Yo me llamo Fatma”. La valiente que encabeza la caravana sonríe y
me toca el cabello que ella lleva oculto bajo una mascada floreada
antes corregir a las amigas que –afirma– no pronuncian bien mi
apelativo. Me preguntan si puedo hablar en árabe. Apenada, le digo
que no, pero que me gustaría aprenderlo porque pienso que es uno de
los idiomas más hermosos del mundo.
Esa misma noche, Reda –mi acompañante
en Egipto– nos lleva a recorrer las calles de Luxor. En una
esquina, un joven dice “Salaam” para expresar un saludo de paz y,
frente a un puesto de verduras en el que una mujer escoge tomates
para preparar la cena, hombres de tez morena y barba profundamente
negra cantan y ríen mientras fuman shisha, beben café y juegan
dominó.
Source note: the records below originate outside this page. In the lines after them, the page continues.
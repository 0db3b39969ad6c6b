//! Error types for the triage core.
//!
//! Extraction and change detection are total over their input domain:
//! malformed or non-clinical text yields sparse results, never an error.
//! The only failure sources are the external NLP sidecar (ProviderError)
//! and a blank current record (AnalysisError::EmptyRecord), which are kept
//! distinct so the caller can render them differently.

use thiserror::Error;

/// Infrastructure failures of the external NLP service.
#[derive(Error, Debug)]
pub enum ProviderError {
    #[error("NLP service is not reachable at {0}")]
    Connection(String),

    #[error("NLP request timed out after {0}s")]
    Timeout(u64),

    #[error("NLP service returned error (status {status}): {body}")]
    Service { status: u16, body: String },

    #[error("HTTP client error: {0}")]
    HttpClient(String),

    #[error("Malformed NLP response: {0}")]
    ResponseParsing(String),
}

/// Failures of a single analysis run.
#[derive(Error, Debug)]
pub enum AnalysisError {
    /// The current record was empty or whitespace-only. The one user-facing
    /// input rejection; everything else is a success, including all-empty
    /// extraction results.
    #[error("current record is empty, nothing to analyze")]
    EmptyRecord,

    /// The injected language provider failed. Surfaced separately from
    /// EmptyRecord so the presentation layer reports it as an
    /// infrastructure problem, not a validation warning.
    #[error("language provider failure: {0}")]
    Provider(#[from] ProviderError),
}

#[cfg(test)]
mod tests {
    use super::*;

    #[test]
    fn provider_error_wraps_into_analysis_error() {
        let err: AnalysisError = ProviderError::Connection("http://localhost:8600".into()).into();
        assert!(matches!(err, AnalysisError::Provider(_)));
    }

    #[test]
    fn error_messages_name_the_failure() {
        let err = ProviderError::Service {
            status: 503,
            body: "overloaded".into(),
        };
        let msg = err.to_string();
        assert!(msg.contains("503"));
        assert!(msg.contains("overloaded"));
    }

    #[test]
    fn empty_record_is_not_a_provider_failure() {
        let err = AnalysisError::EmptyRecord;
        assert!(!matches!(err, AnalysisError::Provider(_)));
    }
}
//! Process configuration.
//!
//! Everything is read once at startup from `AURORA_*` environment
//! variables; unknown or malformed values fall back to defaults with a
//! warning rather than aborting.

use std::net::SocketAddr;

use crate::pipeline::extractor::ExtractionMode;
use crate::pipeline::summarize::SummaryStrategy;

/// Application-level constants
pub const APP_NAME: &str = "Aurora";
pub const APP_VERSION: &str = env!("CARGO_PKG_VERSION");

/// Default tracing filter when RUST_LOG is unset.
pub fn default_log_filter() -> &'static str {
    "aurora=info,tower_http=warn"
}

#[derive(Debug, Clone)]
pub struct AppConfig {
    /// Address the HTTP shell binds to.
    pub bind_addr: SocketAddr,
    /// Which entity-extraction strategy this deployment runs.
    pub extraction_mode: ExtractionMode,
    /// Which summarization strategy this deployment runs.
    pub summary_strategy: SummaryStrategy,
    /// Base URL of the NLP sidecar (used by model mode and the
    /// sentence/neural summarizers).
    pub nlp_base_url: String,
    /// Per-request timeout for sidecar calls, in seconds.
    pub nlp_timeout_secs: u64,
}

impl Default for AppConfig {
    fn default() -> Self {
        Self {
            bind_addr: "127.0.0.1:7700".parse().expect("valid default bind addr"),
            extraction_mode: ExtractionMode::Pattern,
            summary_strategy: SummaryStrategy::Truncate,
            nlp_base_url: "http://localhost:8600".to_string(),
            nlp_timeout_secs: 120,
        }
    }
}

impl AppConfig {
    /// Read configuration from the environment, falling back to defaults.
    pub fn from_env() -> Self {
        let defaults = Self::default();

        Self {
            bind_addr: parsed_var("AURORA_BIND", defaults.bind_addr),
            extraction_mode: parsed_var("AURORA_EXTRACTION_MODE", defaults.extraction_mode),
            summary_strategy: parsed_var("AURORA_SUMMARY", defaults.summary_strategy),
            nlp_base_url: std::env::var("AURORA_NLP_URL").unwrap_or(defaults.nlp_base_url),
            nlp_timeout_secs: parsed_var("AURORA_NLP_TIMEOUT_SECS", defaults.nlp_timeout_secs),
        }
    }

    /// Whether any configured component needs the NLP sidecar.
    pub fn needs_nlp_service(&self) -> bool {
        self.extraction_mode == ExtractionMode::Model
            || self.summary_strategy != SummaryStrategy::Truncate
    }
}

fn parsed_var<T>(name: &str, default: T) -> T
where
    T: std::str::FromStr + std::fmt::Debug,
{
    match std::env::var(name) {
        Ok(raw) => match raw.parse() {
            Ok(value) => value,
            Err(_) => {
                tracing::warn!(var = name, value = %raw, default = ?default, "unparsable value, using default");
                default
            }
        },
        Err(_) => default,
    }
}

#[cfg(test)]
mod tests {
    use super::*;

    #[test]
    fn defaults_run_without_a_sidecar() {
        let config = AppConfig::default();
        assert_eq!(config.extraction_mode, ExtractionMode::Pattern);
        assert_eq!(config.summary_strategy, SummaryStrategy::Truncate);
        assert!(!config.needs_nlp_service());
    }

    #[test]
    fn model_mode_needs_the_sidecar() {
        let config = AppConfig {
            extraction_mode: ExtractionMode::Model,
            ..AppConfig::default()
        };
        assert!(config.needs_nlp_service());
    }

    #[test]
    fn non_truncate_summary_needs_the_sidecar() {
        for strategy in [SummaryStrategy::Sentences, SummaryStrategy::Neural] {
            let config = AppConfig {
                summary_strategy: strategy,
                ..AppConfig::default()
            };
            assert!(config.needs_nlp_service());
        }
    }

    #[test]
    fn app_name_is_aurora() {
        assert_eq!(APP_NAME, "Aurora");
    }

    #[test]
    fn app_version_matches_cargo() {
        assert_eq!(APP_VERSION, "0.1.0");
    }
}
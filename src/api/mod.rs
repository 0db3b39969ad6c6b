pub mod router;

pub use router::triage_router;
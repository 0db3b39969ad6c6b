//! Result types for a single triage run.
//!
//! Everything here is created fresh per request and discarded after the
//! response is rendered; nothing persists between runs.

use std::collections::BTreeSet;
use std::fmt;

use serde::{Deserialize, Serialize};
use uuid::Uuid;

/// Detected entity mentions for one record.
///
/// Set semantics: duplicate mentions collapse and callers must not rely on
/// insertion order. All three fields are always present; members are
/// non-empty, trimmed strings. `dosages` is only populated in model mode;
/// pattern mode folds the dosage into the medication string and leaves it
/// empty.
#[derive(Debug, Clone, Default, PartialEq, Eq, Serialize, Deserialize)]
pub struct EntitySet {
    pub medications: BTreeSet<String>,
    pub symptoms: BTreeSet<String>,
    pub dosages: BTreeSet<String>,
}

impl EntitySet {
    /// True when no mention of any kind was detected.
    pub fn is_empty(&self) -> bool {
        self.medications.is_empty() && self.symptoms.is_empty() && self.dosages.is_empty()
    }

    /// Total number of detected mentions across all categories.
    pub fn mention_count(&self) -> usize {
        self.medications.len() + self.symptoms.len() + self.dosages.len()
    }
}

/// Flag raised when the current record contains an entity category not
/// present in the previous record. Produced, never mutated, consumed
/// immediately by the presentation layer.
#[derive(Debug, Clone, Copy, PartialEq, Eq, Serialize, Deserialize)]
#[serde(rename_all = "snake_case")]
pub enum AttentionTag {
    NewMedication,
    NewSymptom,
}

impl AttentionTag {
    /// Human-readable label, in the language of the records themselves.
    pub fn label(&self) -> &'static str {
        match self {
            Self::NewMedication => "Nova medicação",
            Self::NewSymptom => "Novo sintoma detectado",
        }
    }
}

impl fmt::Display for AttentionTag {
    fn fmt(&self, f: &mut fmt::Formatter<'_>) -> fmt::Result {
        f.write_str(self.label())
    }
}

/// Outcome of one analysis run, handed to the presentation layer as three
/// independent values (summary, entities, tags).
#[derive(Debug, Clone, Serialize, Deserialize)]
pub struct TriageReport {
    pub report_id: Uuid,
    pub analyzed_at: chrono::NaiveDateTime,
    /// Short summary of the current record.
    pub summary: String,
    /// Entities detected in the current record.
    pub entities: EntitySet,
    /// Attention tags relative to the previous record.
    pub tags: Vec<AttentionTag>,
    /// Whether a previous record was supplied. Lets the caller distinguish
    /// "no previous record" from "no new findings"; both produce an empty
    /// tag list.
    pub had_previous: bool,
}
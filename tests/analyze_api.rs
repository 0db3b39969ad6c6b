//! End-to-end tests driving the HTTP shell in-memory, pattern mode.

use std::sync::Arc;

use axum::body::Body;
use axum::http::{header, Request, StatusCode};
use axum::Router;
use http_body_util::BodyExt;
use tower::ServiceExt;

use aurora::api::triage_router;
use aurora::pipeline::extractor::PatternExtractor;
use aurora::pipeline::orchestrator::TriageService;
use aurora::pipeline::summarize::TruncateSummarizer;
use aurora::pipeline::types::TriageReport;

fn app() -> Router {
    let service = Arc::new(TriageService::new(
        Arc::new(PatternExtractor),
        Arc::new(TruncateSummarizer::default()),
    ));
    triage_router(service)
}

fn analyze_request(body: serde_json::Value) -> Request<Body> {
    Request::builder()
        .method("POST")
        .uri("/api/analyze")
        .header(header::CONTENT_TYPE, "application/json")
        .body(Body::from(body.to_string()))
        .unwrap()
}

async fn report_from(response: axum::response::Response) -> TriageReport {
    let bytes = response.into_body().collect().await.unwrap().to_bytes();
    serde_json::from_slice(&bytes).unwrap()
}

#[tokio::test]
async fn health_endpoint_is_up() {
    let response = app()
        .oneshot(
            Request::builder()
                .uri("/api/health")
                .body(Body::empty())
                .unwrap(),
        )
        .await
        .unwrap();
    assert_eq!(response.status(), StatusCode::OK);
}

#[tokio::test]
async fn first_visit_reports_entities_without_tags() {
    let response = app()
        .oneshot(analyze_request(serde_json::json!({
            "current_text": "Paciente toma Dipirona 500mg e sente febre."
        })))
        .await
        .unwrap();
    assert_eq!(response.status(), StatusCode::OK);

    let report = report_from(response).await;
    assert!(!report.had_previous);
    assert!(report.tags.is_empty());
    assert!(report.entities.medications.iter().any(|m| m.contains("500mg")));
    assert!(report.entities.symptoms.contains("febre"));
    assert!(report.summary.contains("Dipirona"));
}

#[tokio::test]
async fn follow_up_visit_flags_new_findings() {
    let response = app()
        .oneshot(analyze_request(serde_json::json!({
            "previous_text": "sente febre",
            "current_text": "sente febre e tontura, toma Dipirona 500mg"
        })))
        .await
        .unwrap();
    assert_eq!(response.status(), StatusCode::OK);

    let report = report_from(response).await;
    assert!(report.had_previous);
    assert_eq!(report.tags.len(), 2);
}

#[tokio::test]
async fn unchanged_record_yields_no_tags() {
    let response = app()
        .oneshot(analyze_request(serde_json::json!({
            "previous_text": "toma Dipirona 500mg",
            "current_text": "toma Dipirona 500mg"
        })))
        .await
        .unwrap();
    assert_eq!(response.status(), StatusCode::OK);

    let report = report_from(response).await;
    assert!(report.had_previous);
    assert!(report.tags.is_empty());
}

#[tokio::test]
async fn blank_current_record_is_rejected_with_warning() {
    let response = app()
        .oneshot(analyze_request(serde_json::json!({ "current_text": "" })))
        .await
        .unwrap();
    assert_eq!(response.status(), StatusCode::UNPROCESSABLE_ENTITY);

    let bytes = response.into_body().collect().await.unwrap().to_bytes();
    let body: serde_json::Value = serde_json::from_slice(&bytes).unwrap();
    assert_eq!(body["error"], "Por favor, insira o prontuário atual.");
}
Así es la vida egipcia, tan rebosante de una calidez que
los noticieros occidentales no saben retratar y, en su lugar, ocultan
bajo encabezados escandalosos que sólo se enfocan en manifestaciones
de violencia exagerada y fuera de control. Y así continúan pasando
mis días en Egipto: sumando escenas cotidianas y aparentemente
insignificantes a los recuerdos de un andar por el mundo que –espero–
nunca se detenga.
Desde una explada gigantesca del
desierto africano, me despido de Egipto. Observo tres prodigios que
se alzan del universo de los muertos para confirmar que no existe
fotografía que pueda hacerle justicia a la belleza de contemplar,
frente a frente, la magnificencia de las Pirámides de Giza. Recuerdo
la serenidad del Nilo y los atardeceres que presencié y me lamento
por no haber planeado un viaje más duradero. Al día siguiente,
desde un avión con destino a Dubai, observo por última vez el
paisaje arenoso y veo las estructuras de El Cairo empequeñecerse.
Cierro los ojos pensando en la magia de esta tierra que tanto me ha
fascinado y confío en que llegará el día en que Egipto vuelva a
levantarse y que detrás de las sonrisas que las niñas musulmanas me
dedicarán cuando vuelva, estará un país sanado y fuerte, una
nación más hermosa de la que ahora es.